__Record extracts__

━━━━━━━━━━━━━━━━━━━━

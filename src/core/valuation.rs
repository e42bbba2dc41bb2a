//! Support/resistance band around a fair value and the status classifier.

use serde::{Deserialize, Serialize};
use std::fmt::Display;

/// Lower edge of the fair band, as a multiple of fair value.
pub const FAIR_BAND_LOWER: f64 = 0.7;
/// Upper edge of the fair band, as a multiple of fair value.
pub const FAIR_BAND_UPPER: f64 = 1.3;

/// Where a price sits relative to its modeled fair value, cheapest first.
#[derive(Debug, Clone, Copy, PartialEq, Eq, Hash, Ord, PartialOrd, Serialize, Deserialize)]
pub enum StatusKind {
    DeepValue,
    Undervalued,
    FairValue,
    AboveFair,
    Overvalued,
}

/// Static presentation data attached to a status.
#[derive(Debug, Clone, Copy, PartialEq, Eq)]
pub struct StatusDisplay {
    pub label: &'static str,
    pub glyph: &'static str,
    pub color: &'static str,
}

const STATUS_DISPLAY: [StatusDisplay; 5] = [
    StatusDisplay {
        label: "Deeply Undervalued",
        glyph: "🟢",
        color: "#00d395",
    },
    StatusDisplay {
        label: "Undervalued",
        glyph: "🟢",
        color: "#00d395",
    },
    StatusDisplay {
        label: "Fair Value",
        glyph: "🔵",
        color: "#4da6ff",
    },
    StatusDisplay {
        label: "Above Fair",
        glyph: "🟠",
        color: "#ff9500",
    },
    StatusDisplay {
        label: "Overvalued",
        glyph: "🔴",
        color: "#ff6b6b",
    },
];

impl StatusKind {
    pub const ALL: [StatusKind; 5] = [
        StatusKind::DeepValue,
        StatusKind::Undervalued,
        StatusKind::FairValue,
        StatusKind::AboveFair,
        StatusKind::Overvalued,
    ];

    /// Returns label, glyph and color for the status
    pub fn display(&self) -> &'static StatusDisplay {
        &STATUS_DISPLAY[*self as usize]
    }
}

impl Display for StatusKind {
    fn fmt(&self, f: &mut std::fmt::Formatter<'_>) -> std::fmt::Result {
        write!(f, "{}", self.display().label)
    }
}

/// Outcome of classifying one price against one fair value.
#[derive(Debug, Clone, Copy, PartialEq, Serialize, Deserialize)]
pub struct ValuationResult {
    pub price: f64,
    pub fair_value: f64,
    pub support: f64,
    pub resist: f64,
    pub deviation_pct: f64,
    pub status: StatusKind,
    /// Position of the price between support (0) and resistance (1) on a log scale.
    pub gauge_position: f64,
}

/// Signed percentage difference of `price` from `fair_value`.
pub fn deviation_pct(price: f64, fair_value: f64) -> f64 {
    (price - fair_value) / fair_value * 100.0
}

/// Status bands are checked cheapest first and a price on a boundary
/// belongs to the cheaper band.
pub fn classify_status(price: f64, fair_value: f64, support: f64, resist: f64) -> StatusKind {
    if price < support {
        StatusKind::DeepValue
    } else if price < fair_value * FAIR_BAND_LOWER {
        StatusKind::Undervalued
    } else if price < fair_value * FAIR_BAND_UPPER {
        StatusKind::FairValue
    } else if price < resist {
        StatusKind::AboveFair
    } else {
        StatusKind::Overvalued
    }
}

/// Log-scale position of `price` between `support` and `resist`, clamped to `[0, 1]`.
pub fn gauge_position(price: f64, support: f64, resist: f64) -> f64 {
    debug_assert!(resist > support, "gauge needs resist > support");
    let log_support = support.log10();
    let span = resist.log10() - log_support;
    ((price.log10() - log_support) / span).clamp(0.0, 1.0)
}

/// Builds the full valuation of `price` against `fair_value`.
pub fn classify(
    price: f64,
    fair_value: f64,
    support_multiplier: f64,
    resist_multiplier: f64,
) -> ValuationResult {
    debug_assert!(price > 0.0 && fair_value > 0.0);
    let support = fair_value * support_multiplier;
    let resist = fair_value * resist_multiplier;

    ValuationResult {
        price,
        fair_value,
        support,
        resist,
        deviation_pct: deviation_pct(price, fair_value),
        status: classify_status(price, fair_value, support, resist),
        gauge_position: gauge_position(price, support, resist),
    }
}

#[cfg(test)]
mod tests {
    use super::*;

    const SUPPORT: f64 = 0.35;
    const RESIST: f64 = 3.5;

    #[test]
    fn test_price_below_support_is_deep_value() {
        let result = classify(15_000.0, 50_000.0, SUPPORT, RESIST);
        assert_eq!(result.support, 17_500.0);
        assert_eq!(result.status, StatusKind::DeepValue);
        assert_eq!(result.gauge_position, 0.0);
        assert!((result.deviation_pct - -70.0).abs() < 1e-9);
    }

    #[test]
    fn test_price_near_fair_is_fair_value() {
        let result = classify(52_000.0, 50_000.0, SUPPORT, RESIST);
        assert_eq!(result.status, StatusKind::FairValue);
        assert!((result.deviation_pct - 4.0).abs() < 1e-9);
        assert!(result.gauge_position > 0.0 && result.gauge_position < 1.0);
    }

    #[test]
    fn test_price_above_resistance_is_overvalued_and_clamped() {
        let result = classify(200_000.0, 50_000.0, SUPPORT, RESIST);
        assert_eq!(result.resist, 175_000.0);
        assert_eq!(result.status, StatusKind::Overvalued);
        assert_eq!(result.gauge_position, 1.0);
    }

    #[test]
    fn test_boundaries_belong_to_cheaper_band() {
        let fair = 50_000.0;
        let support = fair * SUPPORT;
        let resist = fair * RESIST;
        assert_eq!(
            classify_status(support, fair, support, resist),
            StatusKind::Undervalued
        );
        assert_eq!(
            classify_status(fair * FAIR_BAND_LOWER, fair, support, resist),
            StatusKind::FairValue
        );
        assert_eq!(
            classify_status(fair * FAIR_BAND_UPPER, fair, support, resist),
            StatusKind::AboveFair
        );
        assert_eq!(
            classify_status(resist, fair, support, resist),
            StatusKind::Overvalued
        );
    }

    #[test]
    fn test_sweep_visits_every_status_in_order() {
        let fair = 50_000.0;
        let mut seen: Vec<StatusKind> = Vec::new();
        let mut price = 100.0;
        while price < 1_000_000.0 {
            let status = classify(price, fair, SUPPORT, RESIST).status;
            if seen.last() != Some(&status) {
                seen.push(status);
            }
            price *= 1.01;
        }
        assert_eq!(seen, StatusKind::ALL.to_vec());
    }

    #[test]
    fn test_deviation_strictly_increasing_in_price() {
        let fair = 50_000.0;
        let mut previous = f64::NEG_INFINITY;
        for step in 1..500 {
            let price = step as f64 * 250.0;
            let deviation = classify(price, fair, SUPPORT, RESIST).deviation_pct;
            assert!(deviation > previous, "not increasing at {price}");
            previous = deviation;
        }
    }

    #[test]
    fn test_gauge_stays_in_unit_interval() {
        let fair = 50_000.0;
        for price in [1.0, 100.0, 17_500.0, 50_000.0, 175_000.0, 1e9] {
            let gauge = classify(price, fair, SUPPORT, RESIST).gauge_position;
            assert!((0.0..=1.0).contains(&gauge), "{price} -> {gauge}");
        }
        assert_eq!(gauge_position(17_500.0, 17_500.0, 175_000.0), 0.0);
        assert_eq!(gauge_position(175_000.0, 17_500.0, 175_000.0), 1.0);
    }

    #[test]
    fn test_band_brackets_fair_value() {
        for fair in [0.01, 1.0, 50_000.0, 1e12] {
            let result = classify(fair, fair, SUPPORT, RESIST);
            assert!(result.support < result.fair_value);
            assert!(result.fair_value < result.resist);
        }
    }

    #[test]
    fn test_status_display_table() {
        assert_eq!(StatusKind::DeepValue.display().label, "Deeply Undervalued");
        assert_eq!(StatusKind::FairValue.display().color, "#4da6ff");
        assert_eq!(StatusKind::Overvalued.display().glyph, "🔴");
        assert_eq!(StatusKind::AboveFair.to_string(), "Above Fair");
    }
}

━━━━━━━━━━━━━━━━━━━━

__What is being asked__
Every single line of the listing must be retyped exactly.

__Task solution__
filename src/core/valuation.rs
repository e42bbba2dc41bb2a
//! Support/resistance band around a fair value and the status classifier.

use serde::{Deserialize, Serialize};
use std::fmt::Display;

/// Lower edge of the fair band, as a multiple of fair value.
pub const FAIR_BAND_LOWER: f64 = 0.7;
/// Upper edge of the fair band, as a multiple of fair value.
pub const FAIR_BAND_UPPER: f64 = 1.3;

/// Where a price sits relative to its modeled fair value, cheapest first.
#[derive(Debug, Clone, Copy, PartialEq, Eq, Hash, Ord, PartialOrd, Serialize, Deserialize)]
pub enum StatusKind {
    DeepValue,
    Undervalued,
    FairValue,
    AboveFair,
    Overvalued,
}

/// Static presentation data attached to a status.
#[derive(Debug, Clone, Copy, PartialEq, Eq)]
pub struct StatusDisplay {
    pub label: &'static str,
    pub glyph: &'static str,
    pub color: &'static str,
}

const STATUS_DISPLAY: [StatusDisplay; 5] = [
    StatusDisplay {
        label: "Deeply Undervalued",
        glyph: "🟢",
        color: "#00d395",
    },
    StatusDisplay {
        label: "Undervalued",
        glyph: "🟢",
        color: "#00d395",
    },
    StatusDisplay {
        label: "Fair Value",
        glyph: "🔵",
        color: "#4da6ff",
    },
    StatusDisplay {
        label: "Above Fair",
        glyph: "🟠",
        color: "#ff9500",
    },
    StatusDisplay {
        label: "Overvalued",
        glyph: "🔴",
        color: "#ff6b6b",
    },
];

impl StatusKind {
    pub const ALL: [StatusKind; 5] = [
        StatusKind::DeepValue,
        StatusKind::Undervalued,
        StatusKind::FairValue,
        StatusKind::AboveFair,
        StatusKind::Overvalued,
    ];

    /// Returns label, glyph and color for the status
    pub fn display(&self) -> &'static StatusDisplay {
        &STATUS_DISPLAY[*self as usize]
    }
}

impl Display for StatusKind {
    fn fmt(&self, f: &mut std::fmt::Formatter<'_>) -> std::fmt::Result {
        write!(f, "{}", self.display().label)
    }
}

/// Outcome of classifying one price against one fair value.
#[derive(Debug, Clone, Copy, PartialEq, Serialize, Deserialize)]
pub struct ValuationResult {
    pub price: f64,
    pub fair_value: f64,
    pub support: f64,
    pub resist: f64,
    pub deviation_pct: f64,
    pub status: StatusKind,
    /// Position of the price between support (0) and resistance (1) on a log scale.
    pub gauge_position: f64,
}

/// Signed percentage difference of `price` from `fair_value`.
pub fn deviation_pct(price: f64, fair_value: f64) -> f64 {
    (price - fair_value) / fair_value * 100.0
}

/// Status bands are checked cheapest first and a price on a boundary
/// belongs to the cheaper band.
pub fn classify_status(price: f64, fair_value: f64, support: f64, resist: f64) -> StatusKind {
    if price < support {
        StatusKind::DeepValue
    } else if price < fair_value * FAIR_BAND_LOWER {
        StatusKind::Undervalued
    } else if price < fair_value * FAIR_BAND_UPPER {
        StatusKind::FairValue
    } else if price < resist {
        StatusKind::AboveFair
    } else {
        StatusKind::Overvalued
    }
}

/// Log-scale position of `price` between `support` and `resist`, clamped to `[0, 1]`.
pub fn gauge_position(price: f64, support: f64, resist: f64) -> f64 {
    debug_assert!(resist > support, "gauge needs resist > support");
    let log_support = support.log10();
    let span = resist.log10() - log_support;
    ((price.log10() - log_support) / span).clamp(0.0, 1.0)
}

/// Builds the full valuation of `price` against `fair_value`.
pub fn classify(
    price: f64,
    fair_value: f64,
    support_multiplier: f64,
    resist_multiplier: f64,
) -> ValuationResult {
    debug_assert!(price > 0.0 && fair_value > 0.0);
    let support = fair_value * support_multiplier;
    let resist = fair_value * resist_multiplier;

    ValuationResult {
        price,
        fair_value,
        support,
        resist,
        deviation_pct: deviation_pct(price, fair_value),
        status: classify_status(price, fair_value, support, resist),
        gauge_position: gauge_position(price, support, resist),
    }
}

#[cfg(test)]
mod tests {
    use super::*;

    const SUPPORT: f64 = 0.35;
    const RESIST: f64 = 3.5;

    #[test]
    fn test_price_below_support_is_deep_value() {
        let result = classify(15_000.0, 50_000.0, SUPPORT, RESIST);
        assert_eq!(result.support, 17_500.0);
        assert_eq!(result.status, StatusKind::DeepValue);
        assert_eq!(result.gauge_position, 0.0);
        assert!((result.deviation_pct - -70.0).abs() < 1e-9);
    }

    #[test]
    fn test_price_near_fair_is_fair_value() {
        let result = classify(52_000.0, 50_000.0, SUPPORT, RESIST);
        assert_eq!(result.status, StatusKind::FairValue);
        assert!((result.deviation_pct - 4.0).abs() < 1e-9);
        assert!(result.gauge_position > 0.0 && result.gauge_position < 1.0);
    }

    #[test]
    fn test_price_above_resistance_is_overvalued_and_clamped() {
        let result = classify(200_000.0, 50_000.0, SUPPORT, RESIST);
        assert_eq!(result.resist, 175_000.0);
        assert_eq!(result.status, StatusKind::Overvalued);
        assert_eq!(result.gauge_position, 1.0);
    }

    #[test]
    fn test_boundaries_belong_to_cheaper_band() {
        let fair = 50_000.0;
        let support = fair * SUPPORT;
        let resist = fair * RESIST;
        assert_eq!(
            classify_status(support, fair, support, resist),
            StatusKind::Undervalued
        );
        assert_eq!(
            classify_status(fair * FAIR_BAND_LOWER, fair, support, resist),
            StatusKind::FairValue
        );
        assert_eq!(
            classify_status(fair * FAIR_BAND_UPPER, fair, support, resist),
            StatusKind::AboveFair
        );
        assert_eq!(
            classify_status(resist, fair, support, resist),
            StatusKind::Overvalued
        );
    }

    #[test]
    fn test_sweep_visits_every_status_in_order() {
        let fair = 50_000.0;
        let mut seen: Vec<StatusKind> = Vec::new();
        let mut price = 100.0;
        while price < 1_000_000.0 {
            let status = classify(price, fair, SUPPORT, RESIST).status;
            if seen.last() != Some(&status) {
                seen.push(status);
            }
            price *= 1.01;
        }
        assert_eq!(seen, StatusKind::ALL.to_vec());
    }

    #[test]
    fn test_deviation_strictly_increasing_in_price() {
        let fair = 50_000.0;
        let mut previous = f64::NEG_INFINITY;
        for step in 1..500 {
            let price = step as f64 * 250.0;
            let deviation = classify(price, fair, SUPPORT, RESIST).deviation_pct;
            assert!(deviation > previous, "not increasing at {price}");
            previous = deviation;
        }
    }

    #[test]
    fn test_gauge_stays_in_unit_interval() {
        let fair = 50_000.0;
        for price in [1.0, 100.0, 17_500.0, 50_000.0, 175_000.0, 1e9] {
            let gauge = classify(price, fair, SUPPORT, RESIST).gauge_position;
            assert!((0.0..=1.0).contains(&gauge), "{price} -> {gauge}");
        }
        assert_eq!(gauge_position(17_500.0, 17_500.0, 175_000.0), 0.0);
        assert_eq!(gauge_position(175_000.0, 17_500.0, 175_000.0), 1.0);
    }

    #[test]
    fn test_band_brackets_fair_value() {
        for fair in [0.01, 1.0, 50_000.0, 1e12] {
            let result = classify(fair, fair, SUPPORT, RESIST);
            assert!(result.support < result.fair_value);
            assert!(result.fair_value < result.resist);
        }
    }

    #[test]
    fn test_status_display_table() {
        assert_eq!(StatusKind::DeepValue.display().label, "Deeply Undervalued");
        assert_eq!(StatusKind::FairValue.display().color, "#4da6ff");
        assert_eq!(StatusKind::Overvalued.display().glyph, "🔴");
        assert_eq!(StatusKind::AboveFair.to_string(), "Above Fair");
    }
}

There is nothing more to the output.